WHAT TO WORK ON = Keep to one stretch of the data below, the lines from the one with "#[derive(Copy, Clone, Debug, PartialEq)]" up to and including the one with "pub fn new(id: BodyId, pose: Isometry, cfg: &RiderConfig)", and return that stretch exactly.

[[ DATA UNDER STUDY, beginning ]]

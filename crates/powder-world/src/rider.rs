use powder_controllers::{ScoreEvent, ScoreSink, TrickController, TrickState, TrickUpdate, VisualBlend, VisualInput};
use powder_core::{BodyId, InputIntent, Isometry, Quat, StepCtx, Vec3};
use powder_dynamics::{BodyDesc, RigidBody, RigidState};
use powder_locomotion::{GroundInfo, LocoStepReport, LocomotionEngine};
use powder_terrain::{GroundProbe, ObstacleQuery};

use crate::config::RiderConfig;
use crate::pose::{classify, PoseInputs, RiderPose};

/// Read-only snapshot for cameras, UI and audio.
#[derive(Copy, Clone, Debug, PartialEq)]
pub struct Telemetry {
    pub state: RigidState,
    pub display_rot: Option<Quat>,
    pub grounded: bool,
    pub ground_normal: Vec3,
    pub ride_direction: Vec3,
    pub braking: bool,
    pub boosting: bool,
    pub speed: f32,
    pub max_speed: f32,
    pub pose: RiderPose,
}

/// One rider: rigid body, locomotion, tricks and an optional display orientation.
///
/// Input setters only record intent. `physics_tick` runs at the fixed rate, `frame_tick` once
/// per rendered frame.
pub struct Rider {
    body: RigidBody,
    engine: LocomotionEngine,
    tricks: TrickController,
    visual: Option<VisualBlend>,
    sink: Option<Box<dyn ScoreSink>>,

    input: InputIntent,
    jump_pending: bool,
    enabled: bool,
    scored: Vec<ScoreEvent>,
}

impl Rider {
    pub fn new(id: BodyId, pose: Isometry, cfg: &RiderConfig) -> Self {
        let mut engine = LocomotionEngine::new(cfg.loco);
        engine.set_speed_multiplier(cfg.speed_multiplier);
        engine.reset(pose.forward());
        let mut tricks = TrickController::new(cfg.tricks);
        tricks.set_trick_speed_multiplier(cfg.trick_speed_multiplier);
        Self {
            body: RigidBody::new(BodyDesc { id, pose, lin_vel: Vec3::ZERO }),
            engine,
            tricks,
            visual: cfg.visual.map(|p| VisualBlend::new(p, pose.rot)),
            sink: None,
            input: InputIntent::default(),
            jump_pending: false,
            enabled: true,
            scored: Vec::new(),
        }
    }

    pub fn with_sink(mut self, sink: Box<dyn ScoreSink>) -> Self {
        self.sink = Some(sink);
        self
    }
    pub fn set_sink(&mut self, sink: Option<Box<dyn ScoreSink>>) { self.sink = sink; }

    /* ---------- input ---------- */

    pub fn set_steering(&mut self, v: f32) { self.input.steering = v; }
    pub fn set_throttle(&mut self, v: f32) { self.input.throttle = v; }
    pub fn set_boost(&mut self, held: bool) { self.input.boost = held; }
    pub fn set_trick_held(&mut self, held: bool) { self.input.trick_held = held; }
    /// Edge: consumed by the next physics tick whether or not a jump happens.
    pub fn press_jump(&mut self) { self.jump_pending = true; }

    /// Replace the whole snapshot; `jump_pressed` queues a press.
    pub fn set_input(&mut self, input: InputIntent) {
        self.input = InputIntent { jump_pressed: false, ..input };
        if input.jump_pressed { self.jump_pending = true; }
    }
    #[inline] pub fn input(&self) -> InputIntent { self.input }

    /* ---------- lifecycle ---------- */

    #[inline] pub fn enabled(&self) -> bool { self.enabled }
    pub fn set_enabled(&mut self, on: bool) {
        if on != self.enabled { tracing::debug!(enabled = on, "rider enabled changed"); }
        self.enabled = on;
    }

    pub fn set_speed_multiplier(&mut self, mul: f32) { self.engine.set_speed_multiplier(mul); }
    pub fn set_trick_speed_multiplier(&mut self, mul: f32) { self.tricks.set_trick_speed_multiplier(mul); }

    /// Teleport, stop and forget contact/trick state.
    pub fn respawn(&mut self, pose: Isometry) {
        self.body.set_pose(pose);
        self.body.set_vel(Vec3::ZERO);
        self.engine.reset(pose.forward());
        self.tricks.reset();
        if let Some(v) = &mut self.visual { *v = VisualBlend::new(*v.params(), pose.rot); }
        self.input = InputIntent::default();
        self.jump_pending = false;
        self.enabled = true;
    }

    /* ---------- ticks ---------- */

    pub fn physics_tick<W>(&mut self, world: &W, ctx: StepCtx) -> LocoStepReport
    where
        W: GroundProbe + ObstacleQuery,
    {
        if !self.enabled { return LocoStepReport::default(); }
        let input = InputIntent { jump_pressed: self.jump_pending, ..self.input };
        self.jump_pending = false;
        self.engine.step(&mut self.body, world, input, ctx)
    }

    /// Trick state machine and display blend. Score events go to the sink and are also returned
    /// through `take_scored`.
    pub fn frame_tick(&mut self, dt: f32) -> TrickUpdate {
        self.scored.clear();
        if !self.enabled { return TrickUpdate::default(); }
        let input = self.input.sanitized();
        let grounded = self.engine.grounded();
        let rot = self.body.rotation();
        let anchor = self.body.position();

        let up = self.tricks.update(dt, grounded, &input, rot, anchor, Some(&mut self.scored as &mut dyn ScoreSink));
        if let Some(sink) = self.sink.as_deref_mut() {
            for ev in &self.scored { sink.award(*ev); }
        }

        if let Some(v) = &mut self.visual {
            let g = self.engine.ground();
            let inp = VisualInput::new(rot, g.smoothed_normal, grounded, self.engine.braking(), input.steering, self.tricks.state());
            v.update(&inp, dt);
        }
        up
    }

    /// Forward an externally produced award (e.g. speed score) to the sink.
    pub fn award(&mut self, ev: ScoreEvent) {
        if let Some(sink) = self.sink.as_deref_mut() { sink.award(ev); }
    }

    /// Trick awards from the last `frame_tick`.
    #[inline] pub fn scored(&self) -> &[ScoreEvent] { &self.scored }

    /* ---------- telemetry ---------- */

    #[inline] pub fn id(&self) -> BodyId { self.body.id() }
    #[inline] pub fn body(&self) -> &RigidBody { &self.body }
    #[inline] pub fn body_mut(&mut self) -> &mut RigidBody { &mut self.body }
    #[inline] pub fn engine(&self) -> &LocomotionEngine { &self.engine }
    #[inline] pub fn tricks(&self) -> &TrickController { &self.tricks }
    #[inline] pub fn trick_state(&self) -> &TrickState { self.tricks.state() }
    #[inline] pub fn ground(&self) -> &GroundInfo { self.engine.ground() }
    #[inline] pub fn position(&self) -> Vec3 { self.body.position() }
    #[inline] pub fn rotation(&self) -> Quat { self.body.rotation() }
    #[inline] pub fn velocity(&self) -> Vec3 { self.body.vel() }
    #[inline] pub fn speed(&self) -> f32 { self.body.vel().length() }
    #[inline] pub fn max_speed(&self) -> f32 { self.engine.max_speed() }
    #[inline] pub fn grounded(&self) -> bool { self.engine.grounded() }
    #[inline] pub fn braking(&self) -> bool { self.engine.braking() }
    #[inline] pub fn display_rotation(&self) -> Option<Quat> { self.visual.as_ref().map(|v| v.display()) }

    pub fn pose(&self) -> RiderPose {
        classify(&PoseInputs {
            grounded: self.engine.grounded(),
            braking: self.engine.braking(),
            boosting: self.engine.boosting(),
            vel: self.body.vel(),
            max_speed: self.engine.params().max_speed,
            ground_normal: self.engine.ground().normal,
            doing_trick: self.tricks.is_doing_trick(),
            flat_spin: self.tricks.is_flat_spin(),
        })
    }

    pub fn telemetry(&self) -> Telemetry {
        Telemetry {
            state: self.body.state(),
            display_rot: self.display_rotation(),
            grounded: self.engine.grounded(),
            ground_normal: self.engine.ground().normal,
            ride_direction: self.engine.ride_direction(),
            braking: self.engine.braking(),
            boosting: self.engine.boosting(),
            speed: self.speed(),
            max_speed: self.max_speed(),
            pose: self.pose(),
        }
    }
}

impl std::fmt::Debug for Rider {
    fn fmt(&self, f: &mut std::fmt::Formatter<'_>) -> std::fmt::Result {
        f.debug_struct("Rider")
            .field("body", &self.body)
            .field("enabled", &self.enabled)
            .field("has_sink", &self.sink.is_some())
            .finish_non_exhaustive()
    }
}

[[ DATA UNDER STUDY, end ]]

RESULT FOR THIS EXERCISE =
#[derive(Copy, Clone, Debug, PartialEq)]
pub struct Telemetry {
    pub state: RigidState,
    pub display_rot: Option<Quat>,
    pub grounded: bool,
    pub ground_normal: Vec3,
    pub ride_direction: Vec3,
    pub braking: bool,
    pub boosting: bool,
    pub speed: f32,
    pub max_speed: f32,
    pub pose: RiderPose,
}

/// One rider: rigid body, locomotion, tricks and an optional display orientation.
///
/// Input setters only record intent. `physics_tick` runs at the fixed rate, `frame_tick` once
/// per rendered frame.
pub struct Rider {
    body: RigidBody,
    engine: LocomotionEngine,
    tricks: TrickController,
    visual: Option<VisualBlend>,
    sink: Option<Box<dyn ScoreSink>>,

    input: InputIntent,
    jump_pending: bool,
    enabled: bool,
    scored: Vec<ScoreEvent>,
}

impl Rider {
    pub fn new(id: BodyId, pose: Isometry, cfg: &RiderConfig) -> Self {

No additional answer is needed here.